(Source records)
□ □ □

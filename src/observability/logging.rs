//! # Structured Logging
//!
//! Subscriber setup and span macros built on the tracing ecosystem.
//!
//! Secret values, certificate contents and passwords are never recorded as
//! span or event fields. Vault identifiers, resource names and counts are.

use tracing_subscriber::{fmt, EnvFilter};

use crate::config::ObservabilityConfig;
use crate::errors::{Result, VaultdexError};

/// Create a tracing span for one indexing pass or one vault crawl.
///
/// ```rust,ignore
/// let span = indexing_span!("pass", pass_id = %pass_id);
/// let span = indexing_span!("crawl_vault", vault = %vault);
/// ```
#[macro_export]
macro_rules! indexing_span {
    ($operation:expr) => {
        tracing::info_span!(
            "indexing",
            operation = %$operation,
            vault = tracing::field::Empty
        )
    };
    ($operation:expr, $($field:tt)*) => {
        tracing::info_span!(
            "indexing",
            operation = %$operation,
            $($field)*
        )
    };
}

/// Create a tracing span for cache operations.
///
/// ```rust,ignore
/// let span = cache_span!("save", layer = "persistent");
/// ```
#[macro_export]
macro_rules! cache_span {
    ($operation:expr) => {
        tracing::debug_span!(
            "cache_operation",
            operation = %$operation,
            operation_id = %uuid::Uuid::new_v4()
        )
    };
    ($operation:expr, $($field:tt)*) => {
        tracing::debug_span!(
            "cache_operation",
            operation = %$operation,
            operation_id = %uuid::Uuid::new_v4(),
            $($field)*
        )
    };
}

/// Install the global subscriber.
///
/// `RUST_LOG` takes precedence over the configured level. A subscriber that
/// is already installed (e.g. by a test harness) is left in place.
pub fn init_logging(config: &ObservabilityConfig) -> Result<()> {
    let filter = match std::env::var("RUST_LOG") {
        Ok(directives) => EnvFilter::try_new(directives),
        Err(_) => EnvFilter::try_new(&config.log_level),
    }
    .map_err(|e| VaultdexError::config(format!("Invalid log level '{}': {}", config.log_level, e)))?;

    let builder = fmt().with_env_filter(filter).with_writer(std::io::stderr).with_target(false);
    let installed = if config.json_logging {
        builder.json().with_current_span(true).try_init()
    } else {
        builder.try_init()
    };

    if let Err(e) = installed {
        tracing::debug!(error = %e, "Tracing subscriber already installed; keeping it");
    }
    Ok(())
}

/// Log configuration at startup
pub fn log_config_info(config: &crate::config::AppConfig) {
    tracing::info!(
        cache_dir = %config.cache.cache_dir.display(),
        kdf_iterations = config.cache.kdf_iterations,
        batch_size = config.indexing.batch_size,
        vault_timeout_seconds = config.indexing.vault_timeout_seconds,
        reindex_interval_seconds = config.indexing.reindex_interval_seconds,
        include_values = config.indexing.include_values,
        metrics_enabled = config.observability.enable_metrics,
        "vaultdex configuration"
    );
}

#[cfg(test)]
mod tests {
    use super::*;

    #[test]
    fn test_macros_compile() {
        let _span = indexing_span!("pass");
        let _span = indexing_span!("crawl_vault", vault = "kv-prod");
        let _span = cache_span!("save");
        let _span = cache_span!("load", layer = "persistent");
    }

    #[test]
    fn test_log_config_info() {
        let config = crate::config::AppConfig::default();
        log_config_info(&config);
    }

    #[test]
    fn test_init_logging_rejects_bad_filter() {
        if std::env::var("RUST_LOG").is_ok() {
            return;
        }
        let config =
            ObservabilityConfig { log_level: "vaultdex=notalevel".to_string(), ..Default::default() };
        assert!(init_logging(&config).is_err());
    }

    #[test]
    fn test_init_logging_twice_keeps_first_subscriber() {
        let config = ObservabilityConfig::default();
        if std::env::var("RUST_LOG").is_ok() {
            return;
        }
        assert!(init_logging(&config).is_ok());
        assert!(init_logging(&config).is_ok());
    }
}
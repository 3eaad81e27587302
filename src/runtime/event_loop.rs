//! mio event loop implementation.
//!
//! Readiness-based model: a single reactor thread owns the listener, every
//! connection and every write buffer. Parsed requests are handed to the
//! worker pool one at a time per connection, and completions come back over
//! a channel with a `Waker` nudge. Uses epoll on Linux, kqueue on macOS.
//!
//! ## Ordering
//!
//! A connection has at most one request executing. Later frames wait in the
//! connection's pending queue, so responses leave in request order even
//! though different connections are served concurrently.
//!
//! ## Slot reuse
//!
//! Slots are only released at the end of a loop iteration, after every
//! event of the batch has been handled, and never while a task for the slot
//! is still executing. Completions carry the connection generation and are
//! dropped if it no longer matches.

use crate::config::Config;
use crate::metrics::Metrics;
use crate::protocols::http::{Response, StatusCode};
use crate::runtime::connection::{ConnError, ConnState, ConnectionRegistry};
use crate::runtime::health::HealthMonitor;
use crate::runtime::pool::ConnectionPool;
use crate::runtime::task::{Completion, CompletionSender, Task};
use crate::runtime::token::{ConnId, GenerationCounter, LISTENER_TOKEN, WAKER_TOKEN};
use crate::runtime::worker::WorkerPool;
use crate::service::Service;
use crate::shutdown::ShutdownToken;
use mio::event::Event;
use mio::net::{TcpListener, TcpStream};
use mio::{Events, Interest, Poll, Token, Waker};
use std::fmt::Display;
use std::io;
use std::net::SocketAddr;
use std::sync::mpsc::{self, Receiver};
use std::sync::Arc;
use std::time::Instant;
use tracing::{debug, error, info, trace, warn};

/// Readiness flags copied out of a mio event.
#[derive(Debug, Clone, Copy)]
struct Readiness {
    token: Token,
    readable: bool,
    writable: bool,
    hangup: bool,
}

impl From<&Event> for Readiness {
    fn from(event: &Event) -> Self {
        Self {
            token: event.token(),
            readable: event.is_readable(),
            writable: event.is_writable(),
            // A half-close (read side only) is left to the read path so
            // buffered requests are still answered.
            hangup: event.is_error() || (event.is_read_closed() && event.is_write_closed()),
        }
    }
}

pub struct Reactor {
    poll: Poll,
    events: Events,
    ready: Vec<Readiness>,
    listener: TcpListener,
    registry: ConnectionRegistry,
    pool: ConnectionPool,
    workers: WorkerPool,
    completions: Receiver<Completion>,
    sender: CompletionSender,
    service: Arc<Service>,
    metrics: Arc<Metrics>,
    config: Arc<Config>,
    shutdown: ShutdownToken,
    health: HealthMonitor,
    generations: GenerationCounter,
    /// Closed slots to release once the current batch is handled.
    reclaim: Vec<usize>,
}

impl Reactor {
    /// Build the reactor around an already bound listener.
    ///
    /// Creates the poll instance, the waker shared by workers and the
    /// shutdown token, and the worker pool.
    pub fn new(
        config: Arc<Config>,
        listener: std::net::TcpListener,
        service: Arc<Service>,
        metrics: Arc<Metrics>,
        shutdown: ShutdownToken,
    ) -> io::Result<Self> {
        let poll = Poll::new()?;
        let mut listener = TcpListener::from_std(listener);
        poll.registry()
            .register(&mut listener, LISTENER_TOKEN, Interest::READABLE)?;

        let waker = Arc::new(Waker::new(poll.registry(), WAKER_TOKEN)?);
        shutdown.attach_waker(Arc::clone(&waker));

        let (tx, completions) = mpsc::channel();
        let workers = WorkerPool::new(config.worker_count, config.shutdown_policy)?;

        Ok(Self {
            events: Events::with_capacity(config.event_capacity),
            ready: Vec::with_capacity(config.event_capacity),
            registry: ConnectionRegistry::new(config.max_connections),
            pool: ConnectionPool::new(config.max_pool_size),
            health: HealthMonitor::new(config.health_check_interval, config.connection_timeout),
            generations: GenerationCounter::new(),
            reclaim: Vec::new(),
            sender: CompletionSender::new(tx, waker),
            poll,
            listener,
            workers,
            completions,
            service,
            metrics,
            config,
            shutdown,
        })
    }

    pub fn local_addr(&self) -> io::Result<SocketAddr> {
        self.listener.local_addr()
    }

    /// Run until the shutdown token fires, then close every connection and
    /// stop the worker pool.
    pub fn run(mut self) -> io::Result<()> {
        info!(
            addr = %self.local_addr()?,
            workers = self.workers.size(),
            max_connections = self.config.max_connections,
            "Reactor started"
        );

        let result = self.event_loop();
        self.shutdown_all();
        result
    }

    fn event_loop(&mut self) -> io::Result<()> {
        while !self.shutdown.is_triggered() {
            match self.poll.poll(&mut self.events, Some(self.config.poll_timeout)) {
                Ok(()) => {}
                Err(ref e) if e.kind() == io::ErrorKind::Interrupted => continue,
                Err(e) => {
                    error!(error = %e, "Poll failed");
                    return Err(e);
                }
            }

            self.dispatch_events();
            self.drain_completions();

            let now = Instant::now();
            if self.health.due(now) {
                self.sweep(now);
            }

            self.reclaim_slots();
        }
        Ok(())
    }

    fn dispatch_events(&mut self) {
        let mut ready = std::mem::take(&mut self.ready);
        ready.extend(self.events.iter().map(Readiness::from));

        for readiness in &ready {
            match readiness.token {
                LISTENER_TOKEN => self.accept_connections(),
                // Completions are drained after every batch regardless.
                WAKER_TOKEN => trace!("Reactor woken"),
                Token(slot) => self.handle_connection_event(slot, *readiness),
            }
        }

        ready.clear();
        self.ready = ready;
    }

    /// Accept until the listener would block.
    fn accept_connections(&mut self) {
        loop {
            match self.listener.accept() {
                Ok((stream, peer)) => self.admit(stream, peer),
                Err(ref e) if e.kind() == io::ErrorKind::WouldBlock => return,
                Err(ref e) if e.kind() == io::ErrorKind::Interrupted => continue,
                Err(e) => {
                    warn!(error = %e, "Accept failed");
                    return;
                }
            }
        }
    }

    fn admit(&mut self, stream: TcpStream, peer: SocketAddr) {
        if self.registry.is_full() {
            warn!(peer = %peer, "Connection limit reached, rejecting");
            return;
        }
        if let Err(e) = stream.set_nodelay(true) {
            debug!(peer = %peer, error = %e, "Failed to set TCP_NODELAY");
        }

        let id = ConnId {
            slot: self.registry.vacant_slot(),
            generation: self.generations.next(),
        };
        let mut conn = self.pool.acquire(stream, peer.to_string(), id);
        if let Err(e) = conn.register(self.poll.registry()) {
            warn!(peer = %peer, error = %e, "Failed to register connection");
            conn.close(self.poll.registry());
            self.pool.release(conn);
            return;
        }

        match self.registry.insert(conn) {
            Ok(slot) => {
                debug_assert_eq!(slot, id.slot);
                self.metrics.connection_opened();
                debug!(conn_id = slot, peer = %peer, "Accepted connection");
            }
            Err(mut conn) => {
                conn.close(self.poll.registry());
                self.pool.release(conn);
            }
        }
    }

    fn handle_connection_event(&mut self, slot: usize, readiness: Readiness) {
        match self.registry.get(slot) {
            Some(conn) if conn.state() == ConnState::Active => {}
            // Stale event for a connection closed earlier in this batch.
            _ => return,
        }

        if readiness.hangup {
            self.close_connection(slot, &"hangup");
            return;
        }

        if readiness.readable {
            let result = match self.registry.get_mut(slot) {
                Some(conn) => conn.read_step(&self.config, &self.metrics),
                None => return,
            };
            match result {
                Ok(frames) => {
                    if frames > 0 {
                        trace!(conn_id = slot, frames, "Framed requests");
                    }
                }
                Err(e) => {
                    self.close_connection(slot, &e);
                    return;
                }
            }
        }

        if readiness.readable || readiness.writable {
            self.pump(slot);
        }
    }

    /// Release the next request to the workers, write what is buffered and
    /// adjust write interest. Closes the connection on any fault or once a
    /// `Connection: close` exchange has been fully written.
    fn pump(&mut self, slot: usize) {
        match self.try_pump(slot) {
            Ok(true) => {}
            Ok(false) => self.close_connection(slot, &"closed after response"),
            Err(e) => self.close_connection(slot, &e),
        }
    }

    /// Returns `Ok(false)` when the connection finished its last exchange.
    fn try_pump(&mut self, slot: usize) -> Result<bool, ConnError> {
        let Some(conn) = self.registry.get_mut(slot) else {
            return Ok(true);
        };
        if conn.state() != ConnState::Active {
            return Ok(true);
        }

        loop {
            while let Some(request) = conn.next_request(&self.config)? {
                let task = Task::new(conn.id(), request);
                let service = Arc::clone(&self.service);
                let metrics = Arc::clone(&self.metrics);
                let sender = self.sender.clone();
                let job = Box::new(move || sender.send(task.execute(&service, &metrics)));

                if self.workers.submit(job).is_ok() {
                    break;
                }
                // Pool is shutting down: answer in place and keep the order.
                conn.finish_request();
                let response =
                    Response::error(StatusCode::ServiceUnavailable, "Server is shutting down");
                conn.queue_response(&response.encode(), &self.config)?;
            }

            // Dispatch made room in a full pending queue: take in held-back
            // input and dispatch again if that produced the next request.
            if conn.resume_input(&self.config, &self.metrics)? == 0 {
                break;
            }
        }

        conn.flush(&self.metrics)?;
        conn.update_interest(self.poll.registry())?;
        Ok(!conn.should_close())
    }

    fn drain_completions(&mut self) {
        while let Ok(completion) = self.completions.try_recv() {
            let slot = completion.conn.slot;
            trace!(
                conn_id = slot,
                status = completion.status.as_u16(),
                "Completion received"
            );
            let result = match self.registry.get_mut(slot) {
                Some(conn) if conn.id() == completion.conn => {
                    conn.finish_request();
                    if conn.state() == ConnState::Closed {
                        // Parked until now; free the slot at end of batch.
                        self.reclaim.push(slot);
                        continue;
                    }
                    if completion.close {
                        conn.close_after_flush();
                    }
                    conn.queue_response(&completion.bytes, &self.config)
                }
                _ => {
                    trace!(conn_id = slot, "Dropping completion for a closed connection");
                    continue;
                }
            };

            match result {
                Ok(()) => self.pump(slot),
                Err(e) => self.close_connection(slot, &e),
            }
        }
    }

    fn sweep(&mut self, now: Instant) {
        for (slot, reason) in self.health.sweep(&self.registry, now) {
            self.close_connection(slot, &reason);
        }
    }

    /// Close a connection. Idempotent.
    ///
    /// A connection whose request is still executing stays in its slot,
    /// closed, until the completion arrives; otherwise the slot is released
    /// at the end of the current iteration.
    fn close_connection(&mut self, slot: usize, reason: &dyn Display) {
        let Some(conn) = self.registry.get_mut(slot) else {
            return;
        };
        if !conn.close(self.poll.registry()) {
            return;
        }
        self.metrics.connection_closed();
        debug!(
            conn_id = slot,
            peer = %conn.peer(),
            reason = %reason,
            lifetime_ms = conn.created_at().elapsed().as_millis() as u64,
            "Connection closed"
        );
        if !conn.in_flight() {
            self.reclaim.push(slot);
        }
    }

    fn reclaim_slots(&mut self) {
        for slot in self.reclaim.drain(..) {
            let releasable = self
                .registry
                .get(slot)
                .is_some_and(|c| c.state() == ConnState::Closed && !c.in_flight());
            if releasable {
                if let Some(conn) = self.registry.remove(slot) {
                    self.pool.release(conn);
                }
            }
        }
    }

    fn shutdown_all(&mut self) {
        let slots = self.registry.active_slots();
        info!(connections = slots.len(), "Closing connections");
        for slot in slots {
            self.close_connection(slot, &"server shutdown");
        }

        let discarded = self.workers.shutdown();
        // Drained tasks have completed; free their parked slots.
        while let Ok(completion) = self.completions.try_recv() {
            if let Some(conn) = self.registry.get_mut(completion.conn.slot) {
                if conn.id() == completion.conn {
                    conn.finish_request();
                    self.reclaim.push(completion.conn.slot);
                }
            }
        }
        self.reclaim_slots();

        let (created, reused) = self.pool.stats();
        info!(
            discarded,
            pooled = self.pool.available(),
            created,
            reused,
            "Reactor stopped"
        );
    }
}
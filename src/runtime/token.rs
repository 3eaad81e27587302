//! Readiness token layout and connection identities.
//!
//! Connection tokens are registry slot indices. The top of the token space
//! is reserved for the listener and the cross-thread waker.

use mio::Token;

/// Token for the listening socket.
pub const LISTENER_TOKEN: Token = Token(usize::MAX);

/// Token for the waker used by worker completions and shutdown.
pub const WAKER_TOKEN: Token = Token(usize::MAX - 1);

/// Identity of one connection lifecycle.
///
/// The slot alone is not enough: slots are recycled, so a completion that
/// arrives after its connection closed could otherwise land on the next
/// occupant. The generation is unique per accepted connection.
#[derive(Debug, Clone, Copy, PartialEq, Eq, Hash)]
pub struct ConnId {
    pub slot: usize,
    pub generation: u64,
}

impl ConnId {
    pub fn token(self) -> Token {
        Token(self.slot)
    }
}

/// Hands out generation numbers.
#[derive(Debug, Default)]
pub struct GenerationCounter {
    next: u64,
}

impl GenerationCounter {
    pub fn new() -> Self {
        Self { next: 1 }
    }

    pub fn next(&mut self) -> u64 {
        let generation = self.next;
        self.next = self.next.wrapping_add(1);
        generation
    }
}

#[cfg(test)]
mod tests {
    use super::*;

    #[test]
    fn test_generations_are_unique() {
        let mut counter = GenerationCounter::new();
        let a = counter.next();
        let b = counter.next();
        assert_ne!(a, b);
        assert_ne!(a, 0);
    }

    #[test]
    fn test_reserved_tokens() {
        assert_ne!(LISTENER_TOKEN, WAKER_TOKEN);
        let id = ConnId {
            slot: 3,
            generation: 9,
        };
        assert_eq!(id.token(), Token(3));
    }
}
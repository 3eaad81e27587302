//! Request routing.
//!
//! Runs on worker threads: maps a framed request to a response using the
//! JSON handler and the metrics registry.

use crate::handler::JsonHandler;
use crate::metrics::Metrics;
use crate::protocols::http::response::CONTENT_TYPE_METRICS;
use crate::protocols::http::{Request, Response, StatusCode};
use chrono::{DateTime, Utc};
use serde_json::json;
use std::sync::Arc;
use std::time::Instant;
use tracing::trace;

const SUM_PREFIX: &str = "/numbers/sum/";

pub struct Service {
    handler: JsonHandler,
    metrics: Arc<Metrics>,
    started_at: DateTime<Utc>,
    started: Instant,
}

impl Service {
    pub fn new(metrics: Arc<Metrics>) -> Self {
        Self {
            handler: JsonHandler::new(),
            metrics,
            started_at: Utc::now(),
            started: Instant::now(),
        }
    }

    /// Produce the response for one request.
    pub fn handle(&self, req: &Request) -> Response {
        trace!(method = %req.method, path = %req.path, "Routing request");

        // Ignore any query string when matching.
        let path = req.path.split('?').next().unwrap_or("");
        match (req.method.as_str(), path) {
            ("GET", "/") => Response::json(StatusCode::Ok, api_description().to_string()),
            ("GET", "/health") => self.health(),
            ("GET", "/metrics") => {
                Response::text(CONTENT_TYPE_METRICS, self.metrics.render_prometheus())
            }
            ("GET", "/numbers/sum") => Response::json(
                StatusCode::Ok,
                json!({
                    "total_numbers_sum": self.handler.total_numbers_sum(),
                    "success": true,
                })
                .to_string(),
            ),
            ("GET", "/numbers/sum-all") => self.sum_all(),
            ("GET", p) if p.starts_with(SUM_PREFIX) && p.len() > SUM_PREFIX.len() => {
                let client_id = &p[SUM_PREFIX.len()..];
                Response::json(
                    StatusCode::Ok,
                    json!({
                        "client_id": client_id,
                        "numbers_sum": self.handler.client_numbers_sum(client_id),
                        "success": true,
                    })
                    .to_string(),
                )
            }
            ("POST", "/process") => {
                let reply = self.handler.process(&req.body);
                let status = if reply.success {
                    StatusCode::Ok
                } else {
                    StatusCode::BadRequest
                };
                Response::json(status, reply.body)
            }
            (
                _,
                "/" | "/health" | "/metrics" | "/numbers/sum" | "/numbers/sum-all" | "/process",
            ) => Response::error(StatusCode::MethodNotAllowed, "Method not allowed"),
            _ => Response::error(StatusCode::NotFound, "Endpoint not found"),
        }
    }

    fn health(&self) -> Response {
        let stats = self.handler.stats();
        Response::json(
            StatusCode::Ok,
            json!({
                "status": "healthy",
                "started_at": self.started_at.to_rfc3339(),
                "uptime_secs": self.started.elapsed().as_secs(),
                "processed": {
                    "total": stats.processed,
                    "successful": stats.successful,
                    "failed": stats.failed,
                },
                "success": true,
            })
            .to_string(),
        )
    }

    fn sum_all(&self) -> Response {
        let clients: serde_json::Map<String, serde_json::Value> = self
            .handler
            .all_client_sums()
            .into_iter()
            .map(|(id, sum)| (id, json!(sum)))
            .collect();
        Response::json(
            StatusCode::Ok,
            json!({
                "success": true,
                "clients": clients,
                "total": self.handler.total_numbers_sum(),
            })
            .to_string(),
        )
    }
}

fn api_description() -> serde_json::Value {
    json!({
        "service": "muxd JSON processing service",
        "version": env!("CARGO_PKG_VERSION"),
        "endpoints": {
            "GET /": "API documentation",
            "GET /health": "Service health check",
            "GET /metrics": "Prometheus metrics",
            "GET /numbers/sum": "Total sum of all processed numbers",
            "GET /numbers/sum/{client_id}": "Sum of numbers for one client",
            "GET /numbers/sum-all": "Sums for all clients",
            "POST /process": "Process a JSON request",
        }
    })
}

#[cfg(test)]
mod tests {
    use super::*;

    fn request(method: &str, path: &str, body: &[u8]) -> Request {
        Request {
            method: method.to_string(),
            path: path.to_string(),
            version: "HTTP/1.1".to_string(),
            headers: Vec::new(),
            body: body.to_vec(),
        }
    }

    fn body(resp: &Response) -> serde_json::Value {
        serde_json::from_slice(&resp.body).unwrap()
    }

    #[test]
    fn test_process_route() {
        let service = Service::new(Arc::new(Metrics::new()));
        let resp = service.handle(&request(
            "POST",
            "/process",
            br#"{"id":1,"name":"A","phone":"1","number":5}"#,
        ));
        assert_eq!(resp.status, StatusCode::Ok);
        assert_eq!(body(&resp)["number"], 6);

        let resp = service.handle(&request("POST", "/process", b""));
        assert_eq!(resp.status, StatusCode::BadRequest);
        assert_eq!(body(&resp)["success"], false);
    }

    #[test]
    fn test_sum_routes() {
        let service = Service::new(Arc::new(Metrics::new()));
        service.handle(&request(
            "POST",
            "/process",
            br#"{"id":3,"name":"C","phone":"3","number":10}"#,
        ));

        let resp = service.handle(&request("GET", "/numbers/sum", b""));
        assert_eq!(body(&resp)["total_numbers_sum"], 10);

        let resp = service.handle(&request("GET", "/numbers/sum/user_3", b""));
        assert_eq!(body(&resp)["numbers_sum"], 10);
        assert_eq!(body(&resp)["client_id"], "user_3");

        let resp = service.handle(&request("GET", "/numbers/sum-all", b""));
        assert_eq!(body(&resp)["clients"]["user_3"], 10);
        assert_eq!(body(&resp)["total"], 10);
    }

    #[test]
    fn test_health_and_metrics() {
        let metrics = Arc::new(Metrics::new());
        let service = Service::new(Arc::clone(&metrics));

        let resp = service.handle(&request("GET", "/health", b""));
        assert_eq!(body(&resp)["status"], "healthy");

        let resp = service.handle(&request("GET", "/metrics", b""));
        assert_eq!(resp.content_type, CONTENT_TYPE_METRICS);
        assert!(String::from_utf8(resp.body).unwrap().contains("muxd_requests_total"));
    }

    #[test]
    fn test_unknown_and_wrong_method() {
        let service = Service::new(Arc::new(Metrics::new()));
        let resp = service.handle(&request("GET", "/nope", b""));
        assert_eq!(resp.status, StatusCode::NotFound);
        assert_eq!(body(&resp)["error"], "Endpoint not found");

        let resp = service.handle(&request("GET", "/process", b""));
        assert_eq!(resp.status, StatusCode::MethodNotAllowed);
    }
}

□ □ □

- [Task requirements]
Using the records above, copy every line that has the word "version" in it.

- [Answer below]
        "version": env!("CARGO_PKG_VERSION"),
            version: "HTTP/1.1".to_string(),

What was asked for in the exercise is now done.